Your objective: Where does the word "MigrationFileStore" show up in the data? Please find each such line and copy it.

** Available data follows **

//! Redis-backed distributed lock.
//!
//! - **Acquire**: `SET key owner NX EX ttl`
//! - **Release**: Lua compare-and-delete, so an owner whose TTL already lapsed
//!   can never delete a lock someone else has since taken
//! - **Renew**: Lua compare-and-expire, used by the leadership check

use std::sync::Arc;
use std::time::Duration;

use async_trait::async_trait;
use tracing::instrument;

use super::{DistributedLock, LockError, OwnerToken, ttl_secs};

const RELEASE_SCRIPT: &str = r#"
if redis.call('get', KEYS[1]) == ARGV[1] then
    return redis.call('del', KEYS[1])
else
    return 0
end
"#;

const RENEW_SCRIPT: &str = r#"
if redis.call('get', KEYS[1]) == ARGV[1] then
    return redis.call('expire', KEYS[1], ARGV[2])
else
    return 0
end
"#;

#[derive(Debug, Clone)]
pub struct RedisLock {
    client: Arc<redis::Client>,
    release: Arc<redis::Script>,
    renew: Arc<redis::Script>,
}

impl RedisLock {
    /// Create a lock client for `redis_url` (e.g. "redis://localhost:6379").
    ///
    /// No connection is made until the first command.
    pub fn new(redis_url: impl AsRef<str>) -> Result<Self, LockError> {
        let client = redis::Client::open(redis_url.as_ref())
            .map_err(|e| LockError::Connection(e.to_string()))?;

        Ok(Self {
            client: Arc::new(client),
            release: Arc::new(redis::Script::new(RELEASE_SCRIPT)),
            renew: Arc::new(redis::Script::new(RENEW_SCRIPT)),
        })
    }

    async fn connection(&self) -> Result<redis::aio::MultiplexedConnection, LockError> {
        self.client
            .get_multiplexed_tokio_connection()
            .await
            .map_err(|e| LockError::Connection(e.to_string()))
    }
}

fn map_redis_error(operation: &str, err: redis::RedisError) -> LockError {
    if err.is_io_error() || err.is_connection_dropped() || err.is_timeout() {
        LockError::Connection(format!("{operation}: {err}"))
    } else {
        LockError::Command(format!("{operation}: {err}"))
    }
}

#[async_trait]
impl DistributedLock for RedisLock {
    #[instrument(skip(self, owner), fields(ttl_secs = ttl.as_secs()), err)]
    async fn acquire(&self, key: &str, owner: &OwnerToken, ttl: Duration) -> Result<bool, LockError> {
        let mut conn = self.connection().await?;

        let reply: Option<String> = redis::cmd("SET")
            .arg(key)
            .arg(owner.to_string())
            .arg("NX")
            .arg("EX")
            .arg(ttl_secs(ttl))
            .query_async(&mut conn)
            .await
            .map_err(|e| map_redis_error("SET NX", e))?;

        Ok(reply.as_deref() == Some("OK"))
    }

    #[instrument(skip(self, owner), err)]
    async fn release(&self, key: &str, owner: &OwnerToken) -> Result<bool, LockError> {
        let mut conn = self.connection().await?;

        let deleted: i64 = self
            .release
            .key(key)
            .arg(owner.to_string())
            .invoke_async(&mut conn)
            .await
            .map_err(|e| map_redis_error("release script", e))?;

        Ok(deleted == 1)
    }

    #[instrument(skip(self, owner), fields(ttl_secs = ttl.as_secs()), err)]
    async fn renew(&self, key: &str, owner: &OwnerToken, ttl: Duration) -> Result<bool, LockError> {
        let mut conn = self.connection().await?;

        let renewed: i64 = self
            .renew
            .key(key)
            .arg(owner.to_string())
            .arg(ttl_secs(ttl))
            .invoke_async(&mut conn)
            .await
            .map_err(|e| map_redis_error("renew script", e))?;

        Ok(renewed == 1)
    }
}

#[cfg(test)]
mod tests {
    use super::*;

    #[test]
    fn rejects_malformed_url() {
        assert!(matches!(
            RedisLock::new("not a url"),
            Err(LockError::Connection(_))
        ));
    }

    #[test]
    fn accepts_url_without_connecting() {
        assert!(RedisLock::new("redis://127.0.0.1:6399").is_ok());
    }
}
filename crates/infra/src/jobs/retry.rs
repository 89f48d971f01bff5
//! Re-attempts failed file moves in claimed batches.

use std::sync::Arc;

use async_trait::async_trait;
use chrono::Utc;
use tracing::{error, info, warn};

use migrator_core::{BackoffCounter, MigrationFile, MigrationStatus};

use super::FAILURE_RETRY_DELAY;
use super::runner::{Job, Reschedule};
use crate::config::JobSettings;
use crate::mover::FileMover;
use crate::store::MigrationFileStore;

pub struct RetryJob {
    settings: JobSettings,
    files: Arc<dyn MigrationFileStore>,
    mover: Arc<dyn FileMover>,
}

impl RetryJob {
    pub fn new(
        settings: JobSettings,
        files: Arc<dyn MigrationFileStore>,
        mover: Arc<dyn FileMover>,
    ) -> Self {
        Self {
            settings,
            files,
            mover,
        }
    }

    async fn retry(&self, record: &MigrationFile) -> MigrationFile {
        match self.mover.relocate(&record.to_source()).await {
            Ok(new_uri) => record.retry_succeeded(new_uri, Utc::now()),
            Err(e) => {
                warn!(
                    job = self.name(),
                    file_id = %record.id,
                    uri = %record.old_uri,
                    retry_count = record.retry_count,
                    error = %e,
                    "file move failed again"
                );
                record.retry_failed(Utc::now())
            }
        }
    }
}

#[async_trait]
impl Job for RetryJob {
    fn name(&self) -> &'static str {
        "retry"
    }

    fn settings(&self) -> &JobSettings {
        &self.settings
    }

    async fn process(&mut self, backoff: &mut BackoffCounter) -> Reschedule {
        let claimed = match self.files.claim_failures_for_retry().await {
            Ok(claimed) => claimed,
            Err(e) => {
                error!(job = self.name(), error = %e, "failed to claim failed migrations");
                return Reschedule::After(FAILURE_RETRY_DELAY);
            }
        };

        if claimed.is_empty() {
            info!(job = self.name(), "no failed migrations to retry");
            backoff.increment();
            return Reschedule::Default;
        }
        backoff.reset();

        let mut updated = Vec::with_capacity(claimed.len());
        for record in &claimed {
            updated.push(self.retry(record).await);
        }
        let failed = updated
            .iter()
            .filter(|r| r.status == MigrationStatus::Fail)
            .count();

        match self.files.upsert_retry_batch(&updated).await {
            Ok(()) => info!(job = self.name(), retried = updated.len(), failed, "retried failed migrations"),
            Err(e) => error!(job = self.name(), error = %e, "failed to persist retried migrations"),
        }
        Reschedule::Default
    }
}

#[cfg(test)]
mod tests {
    use super::*;
    use chrono::Utc;

    use migrator_core::{FileId, MigrationStatus};

    use crate::jobs::testing::{Fixture, settings, source_file};
    use crate::mover::ScriptedMover;

    fn failed_record(id: i64, retry_count: u32) -> MigrationFile {
        let mut record = MigrationFile::failed(&source_file(id), Utc::now());
        record.retry_count = retry_count;
        record.last_attempt_at = None;
        record
    }

    fn job(fixture: &Fixture, mover: ScriptedMover) -> RetryJob {
        RetryJob::new(settings(), fixture.files.clone(), Arc::new(mover))
    }

    #[tokio::test]
    async fn success_keeps_count_and_failure_increments_it() {
        let fixture = Fixture::new([], 10);
        fixture.files.insert(failed_record(1, 2));
        fixture.files.insert(failed_record(2, 2));
        let mut backoff = BackoffCounter::from_secs(&[30]);
        backoff.increment();

        let decision = job(&fixture, ScriptedMover::failing([2])).process(&mut backoff).await;
        assert_eq!(decision, Reschedule::Default);
        assert!(!backoff.is_active());

        let recovered = fixture.files.get(FileId::new(1)).unwrap();
        assert_eq!(recovered.status, MigrationStatus::Success);
        assert_eq!(recovered.retry_count, 2);
        assert!(recovered.new_uri.is_some());

        let exhausted = fixture.files.get(FileId::new(2)).unwrap();
        assert_eq!(exhausted.status, MigrationStatus::Fail);
        assert_eq!(exhausted.retry_count, 3);
        assert!(exhausted.new_uri.is_none());
    }

    #[tokio::test]
    async fn exhausted_records_are_never_claimed_again() {
        let fixture = Fixture::new([], 10);
        fixture.files.insert(failed_record(2, 2));
        let mut retry = job(&fixture, ScriptedMover::failing([2]));
        let mut backoff = BackoffCounter::from_secs(&[30]);

        retry.process(&mut backoff).await;
        assert_eq!(fixture.files.get(FileId::new(2)).unwrap().retry_count, 3);

        retry.process(&mut backoff).await;
        let record = fixture.files.get(FileId::new(2)).unwrap();
        assert_eq!(record.retry_count, 3);
        assert_eq!(record.status, MigrationStatus::Fail);
        assert_eq!(backoff.count(), 1);
    }

    #[tokio::test]
    async fn unreachable_store_retries_in_five_minutes() {
        let fixture = Fixture::new([], 10);
        fixture.files.set_unavailable(true);

        let decision = job(&fixture, ScriptedMover::default())
            .process(&mut BackoffCounter::from_secs(&[30]))
            .await;
        assert_eq!(decision, Reschedule::After(FAILURE_RETRY_DELAY));
    }
}
//! File records: the read-only source snapshot and the migration record
//! this subsystem owns.

use core::str::FromStr;

use chrono::{DateTime, Utc};
use serde::{Deserialize, Serialize};

use crate::entity::Entity;
use crate::error::DomainError;
use crate::id::FileId;

/// Immutable snapshot of a file row in the source store.
#[derive(Debug, Clone, PartialEq, Eq, Serialize, Deserialize)]
pub struct SourceFile {
    pub id: FileId,
    pub name: String,
    pub uri: String,
    pub created_at: DateTime<Utc>,
}

/// Outcome of the latest transfer attempt for one file.
#[derive(Debug, Clone, Copy, PartialEq, Eq, Hash, Serialize, Deserialize)]
#[serde(rename_all = "SCREAMING_SNAKE_CASE")]
pub enum MigrationStatus {
    Success,
    Fail,
    Retrying,
}

impl MigrationStatus {
    pub const fn as_str(&self) -> &'static str {
        match self {
            MigrationStatus::Success => "SUCCESS",
            MigrationStatus::Fail => "FAIL",
            MigrationStatus::Retrying => "RETRYING",
        }
    }
}

impl core::fmt::Display for MigrationStatus {
    fn fmt(&self, f: &mut core::fmt::Formatter<'_>) -> core::fmt::Result {
        f.write_str(self.as_str())
    }
}

impl FromStr for MigrationStatus {
    type Err = DomainError;

    fn from_str(s: &str) -> Result<Self, Self::Err> {
        match s {
            "SUCCESS" => Ok(MigrationStatus::Success),
            "FAIL" => Ok(MigrationStatus::Fail),
            "RETRYING" => Ok(MigrationStatus::Retrying),
            other => Err(DomainError::unknown_status("migration", other)),
        }
    }
}

/// Persisted migration state of a single file.
///
/// Written once by the migration job (`succeeded` / `failed`) and afterwards
/// only through the retry transitions, which never decrease `retry_count`.
#[derive(Debug, Clone, PartialEq, Eq, Serialize, Deserialize)]
pub struct MigrationFile {
    pub id: FileId,
    pub old_uri: String,
    /// Set once the payload has been moved.
    pub new_uri: Option<String>,
    pub file_name: String,
    pub created_at: DateTime<Utc>,
    pub status: MigrationStatus,
    pub retry_count: u32,
    pub last_attempt_at: Option<DateTime<Utc>>,
}

impl MigrationFile {
    /// First-attempt record for a file the mover relocated.
    pub fn succeeded(source: &SourceFile, new_uri: String, attempted_at: DateTime<Utc>) -> Self {
        Self::first_attempt(source, Some(new_uri), MigrationStatus::Success, attempted_at)
    }

    /// First-attempt record for a file the mover rejected.
    pub fn failed(source: &SourceFile, attempted_at: DateTime<Utc>) -> Self {
        Self::first_attempt(source, None, MigrationStatus::Fail, attempted_at)
    }

    fn first_attempt(
        source: &SourceFile,
        new_uri: Option<String>,
        status: MigrationStatus,
        attempted_at: DateTime<Utc>,
    ) -> Self {
        Self {
            id: source.id,
            old_uri: source.uri.clone(),
            new_uri,
            file_name: source.name.clone(),
            created_at: source.created_at,
            status,
            retry_count: 0,
            last_attempt_at: Some(attempted_at),
        }
    }

    /// Rebuild the source snapshot the mover needs for a retry.
    pub fn to_source(&self) -> SourceFile {
        SourceFile {
            id: self.id,
            name: self.file_name.clone(),
            uri: self.old_uri.clone(),
            created_at: self.created_at,
        }
    }

    /// Retry succeeded: retry count is preserved.
    pub fn retry_succeeded(&self, new_uri: String, attempted_at: DateTime<Utc>) -> Self {
        Self {
            new_uri: Some(new_uri),
            status: MigrationStatus::Success,
            last_attempt_at: Some(attempted_at),
            ..self.clone()
        }
    }

    /// Retry failed again: one more attempt is counted.
    pub fn retry_failed(&self, attempted_at: DateTime<Utc>) -> Self {
        Self {
            status: MigrationStatus::Fail,
            retry_count: self.retry_count.saturating_add(1),
            last_attempt_at: Some(attempted_at),
            ..self.clone()
        }
    }

    /// Whether a failed record may still be claimed for another retry.
    pub fn is_retryable(&self, max_retries: u32) -> bool {
        self.status == MigrationStatus::Fail && self.retry_count < max_retries
    }
}

impl Entity for MigrationFile {
    type Id = FileId;

    fn id(&self) -> FileId {
        self.id
    }
}
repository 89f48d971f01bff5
//! Domain error model.

use thiserror::Error;

/// Domain-level error.
///
/// Keep this focused on deterministic failures (parsing, invariants).
/// Store, lock and transport failures belong to the infrastructure layer.
#[derive(Debug, Error, Clone, PartialEq, Eq)]
pub enum DomainError {
    /// A persisted status string did not name a known variant.
    #[error("unknown {kind} status: {value:?}")]
    UnknownStatus { kind: &'static str, value: String },

    /// A domain invariant was violated.
    #[error("invariant violated: {0}")]
    InvariantViolation(String),
}

impl DomainError {
    pub fn unknown_status(kind: &'static str, value: impl Into<String>) -> Self {
        Self::UnknownStatus {
            kind,
            value: value.into(),
        }
    }

    pub fn invariant(msg: impl Into<String>) -> Self {
        Self::InvariantViolation(msg.into())
    }
}
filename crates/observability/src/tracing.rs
//! Tracing/logging initialization.
//!
//! Filtering follows `RUST_LOG` (default `info`). Output is JSON unless
//! `LOG_FORMAT=pretty`, which is friendlier on a developer terminal.

use tracing_subscriber::EnvFilter;

/// Output format of the fmt subscriber.
#[derive(Debug, Clone, Copy, PartialEq, Eq, Default)]
pub enum LogFormat {
    #[default]
    Json,
    Pretty,
}

impl LogFormat {
    /// Read `LOG_FORMAT` from the environment; unknown values fall back to JSON.
    pub fn from_env() -> Self {
        std::env::var("LOG_FORMAT")
            .map(|v| Self::parse(&v))
            .unwrap_or_default()
    }

    pub fn parse(value: &str) -> Self {
        match value.trim().to_ascii_lowercase().as_str() {
            "pretty" | "text" => LogFormat::Pretty,
            _ => LogFormat::Json,
        }
    }
}

/// Initialize tracing/logging for the process.
///
/// Safe to call multiple times (subsequent calls are no-ops).
pub fn init(format: LogFormat) {
    let filter = EnvFilter::try_from_default_env().unwrap_or_else(|_| EnvFilter::new("info"));

    let _ = match format {
        LogFormat::Json => tracing_subscriber::fmt()
            .with_env_filter(filter)
            .json()
            .with_timer(tracing_subscriber::fmt::time::SystemTime)
            .with_thread_names(true)
            .with_target(false)
            .try_init(),
        LogFormat::Pretty => tracing_subscriber::fmt()
            .with_env_filter(filter)
            .with_thread_names(true)
            .with_target(true)
            .try_init(),
    };
}

#[cfg(test)]
mod tests {
    use super::*;

    #[test]
    fn parses_known_formats() {
        assert_eq!(LogFormat::parse("pretty"), LogFormat::Pretty);
        assert_eq!(LogFormat::parse(" TEXT "), LogFormat::Pretty);
        assert_eq!(LogFormat::parse("json"), LogFormat::Json);
        assert_eq!(LogFormat::parse("xml"), LogFormat::Json);
    }

    #[test]
    fn init_is_idempotent() {
        init(LogFormat::Pretty);
        init(LogFormat::Json);
    }
}
//! Escalating delay after consecutive "no work found" outcomes.

use std::time::Duration;

/// Delay sequence applied when a job keeps finding an empty work queue.
///
/// The counter advances once per empty outcome; the delay is taken from the
/// sequence at `counter - 1` and saturates at its last entry. A single reset
/// (work was found) brings the delay back to zero.
#[derive(Debug, Clone, PartialEq, Eq)]
pub struct BackoffCounter {
    periods: Vec<Duration>,
    counter: u32,
}

impl BackoffCounter {
    pub fn new(periods: Vec<Duration>) -> Self {
        Self {
            periods,
            counter: 0,
        }
    }

    /// Build from a list of whole seconds.
    pub fn from_secs(periods: &[u64]) -> Self {
        Self::new(periods.iter().copied().map(Duration::from_secs).collect())
    }

    pub fn increment(&mut self) {
        self.counter = self.counter.saturating_add(1);
    }

    pub fn reset(&mut self) {
        self.counter = 0;
    }

    pub fn count(&self) -> u32 {
        self.counter
    }

    pub fn is_active(&self) -> bool {
        self.counter > 0
    }

    /// Current delay; zero when no empty outcome is pending.
    pub fn current_delay(&self) -> Duration {
        if self.counter == 0 {
            return Duration::ZERO;
        }
        let Some(last) = self.periods.len().checked_sub(1) else {
            return Duration::ZERO;
        };
        let index = (self.counter as usize - 1).min(last);
        self.periods[index]
    }
}
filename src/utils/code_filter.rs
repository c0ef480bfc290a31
use anyhow::{anyhow, Result};
use autoscale_cuckoo_filter::CuckooFilter;
use futures::StreamExt;
use once_cell::sync::Lazy;
use sqlx::MySqlPool;
use std::sync::RwLock;

use crate::model::planning::normalize_code;

/// Expected capacity and false-positive rate.
/// Tune these based on real employee counts.
const FILTER_CAPACITY: usize = 100_000;
const FALSE_POSITIVE_RATE: f64 = 0.001;

static CODE_FILTER: Lazy<RwLock<CuckooFilter<String>>> = Lazy::new(|| {
    RwLock::new(CuckooFilter::new(FILTER_CAPACITY, FALSE_POSITIVE_RATE))
});

/// Check if an employee code might exist (false positives possible).
/// A negative answer is definite, which lets bulk imports skip the
/// database for rows that cannot match anyone.
pub fn might_exist(code: &str) -> bool {
    let code = normalize_code(code);
    CODE_FILTER
        .read()
        .expect("employee code filter poisoned")
        .contains(&code)
}

/// Insert a single employee code into the filter
pub fn insert(code: &str) {
    let code = normalize_code(code);
    CODE_FILTER
        .write()
        .expect("employee code filter poisoned")
        .add(&code);
}

/// Warm up the code filter using streaming + batching
pub async fn warmup_code_filter(pool: &MySqlPool, batch_size: usize) -> Result<()> {
    let mut stream =
        sqlx::query_as::<_, (String,)>("SELECT employee_code FROM employees").fetch(pool);

    let mut batch = Vec::with_capacity(batch_size);
    let mut total = 0usize;

    while let Some(row) = stream.next().await {
        let (code,) = row.map_err(|e| anyhow!("DB row fetch failed: {}", e))?;

        batch.push(normalize_code(&code));
        total += 1;

        if batch.len() == batch_size {
            insert_batch(&batch);
            batch.clear();
        }
    }

    if !batch.is_empty() {
        insert_batch(&batch);
    }

    log::info!("Employee code filter warmup complete: {} codes", total);
    Ok(())
}

/// Insert a batch of normalized codes
fn insert_batch(codes: &[String]) {
    let mut filter = CODE_FILTER.write().expect("employee code filter poisoned");

    for code in codes {
        filter.add(code);
    }
}
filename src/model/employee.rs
use serde::{Deserialize, Serialize};
use sqlx::MySqlPool;
use utoipa::ToSchema;

/// Employee profile, owned by the user-management service. This service
/// only reads id/code/name/department/active.
#[derive(Debug, Clone, Serialize, Deserialize, sqlx::FromRow, ToSchema)]
#[schema(
    example = json!({
        "id": 1,
        "employee_code": "EMP007",
        "first_name": "Awa",
        "last_name": "Diallo",
        "department": "Supervision",
        "is_active": true
    })
)]
pub struct Employee {
    #[schema(example = 1)]
    pub id: u64,

    #[schema(example = "EMP007")]
    pub employee_code: String,

    #[schema(example = "Awa")]
    pub first_name: String,

    #[schema(example = "Diallo")]
    pub last_name: String,

    #[schema(example = "Supervision", nullable = true)]
    pub department: Option<String>,

    #[schema(example = true)]
    pub is_active: bool,
}

impl Employee {
    pub fn full_name(&self) -> String {
        format!("{} {}", self.first_name, self.last_name)
    }
}

pub async fn find_by_id(pool: &MySqlPool, id: u64) -> Result<Option<Employee>, sqlx::Error> {
    sqlx::query_as::<_, Employee>(
        r#"
        SELECT id, employee_code, first_name, last_name, department, is_active
        FROM employees
        WHERE id = ?
        "#,
    )
    .bind(id)
    .fetch_optional(pool)
    .await
}

/// Active employees, optionally narrowed to one department, ordered by code
/// so bulk generation walks them deterministically.
pub async fn active(
    pool: &MySqlPool,
    department: Option<&str>,
) -> Result<Vec<Employee>, sqlx::Error> {
    match department {
        Some(dept) => {
            sqlx::query_as::<_, Employee>(
                r#"
                SELECT id, employee_code, first_name, last_name, department, is_active
                FROM employees
                WHERE is_active = TRUE AND department = ?
                ORDER BY employee_code
                "#,
            )
            .bind(dept)
            .fetch_all(pool)
            .await
        }
        None => {
            sqlx::query_as::<_, Employee>(
                r#"
                SELECT id, employee_code, first_name, last_name, department, is_active
                FROM employees
                WHERE is_active = TRUE
                ORDER BY employee_code
                "#,
            )
            .fetch_all(pool)
            .await
        }
    }
}

pub async fn id_by_code(pool: &MySqlPool, code: &str) -> Result<Option<u64>, sqlx::Error> {
    sqlx::query_scalar::<_, u64>("SELECT id FROM employees WHERE employee_code = ?")
        .bind(code)
        .fetch_optional(pool)
        .await
}
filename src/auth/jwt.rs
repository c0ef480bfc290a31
use crate::models::Claims;
use jsonwebtoken::{decode, DecodingKey, Validation};

/// Tokens are minted by the identity service; this side only verifies
/// signature and expiry against the shared secret.
pub fn verify_token(token: &str, secret: &str) -> Result<Claims, String> {
    decode::<Claims>(
        token,
        &DecodingKey::from_secret(secret.as_bytes()),
        &Validation::default(),
    )
    .map(|data| data.claims)
    .map_err(|e| e.to_string())
}

#[cfg(test)]
mod tests {
    use super::*;
    use crate::models::TokenType;
    use jsonwebtoken::{encode, EncodingKey, Header};
    use std::time::{SystemTime, UNIX_EPOCH};
    use uuid::Uuid;

    const SECRET: &str = "test-secret";

    fn now() -> usize {
        SystemTime::now()
            .duration_since(UNIX_EPOCH)
            .unwrap()
            .as_secs() as usize
    }

    fn token_with_exp(exp: usize) -> String {
        let claims = Claims {
            user_id: 12,
            sub: "adiallo".to_string(),
            role: 3,
            exp,
            jti: Uuid::new_v4().to_string(),
            token_type: TokenType::Access,
            employee_id: Some(7),
        };
        encode(
            &Header::default(),
            &claims,
            &EncodingKey::from_secret(SECRET.as_bytes()),
        )
        .unwrap()
    }

    #[test]
    fn valid_token_round_trips_claims() {
        let claims = verify_token(&token_with_exp(now() + 3600), SECRET).unwrap();
        assert_eq!(claims.user_id, 12);
        assert_eq!(claims.sub, "adiallo");
        assert_eq!(claims.role, 3);
        assert_eq!(claims.employee_id, Some(7));
    }

    #[test]
    fn wrong_secret_is_rejected() {
        assert!(verify_token(&token_with_exp(now() + 3600), "other-secret").is_err());
    }

    #[test]
    fn expired_token_is_rejected() {
        // Default validation allows 60s leeway.
        assert!(verify_token(&token_with_exp(now() - 120), SECRET).is_err());
    }
}
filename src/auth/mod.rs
pub mod auth;
pub mod jwt;
pub mod middleware;
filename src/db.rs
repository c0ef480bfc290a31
use sqlx::MySqlPool;

pub async fn init_db(database_url: &str) -> MySqlPool {
    MySqlPool::connect(database_url)
        .await
        .expect("Failed to connect to database")
}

** End of Available data **

Output of the exercise:
use crate::store::MigrationFileStore;
    files: Arc<dyn MigrationFileStore>,
        files: Arc<dyn MigrationFileStore>,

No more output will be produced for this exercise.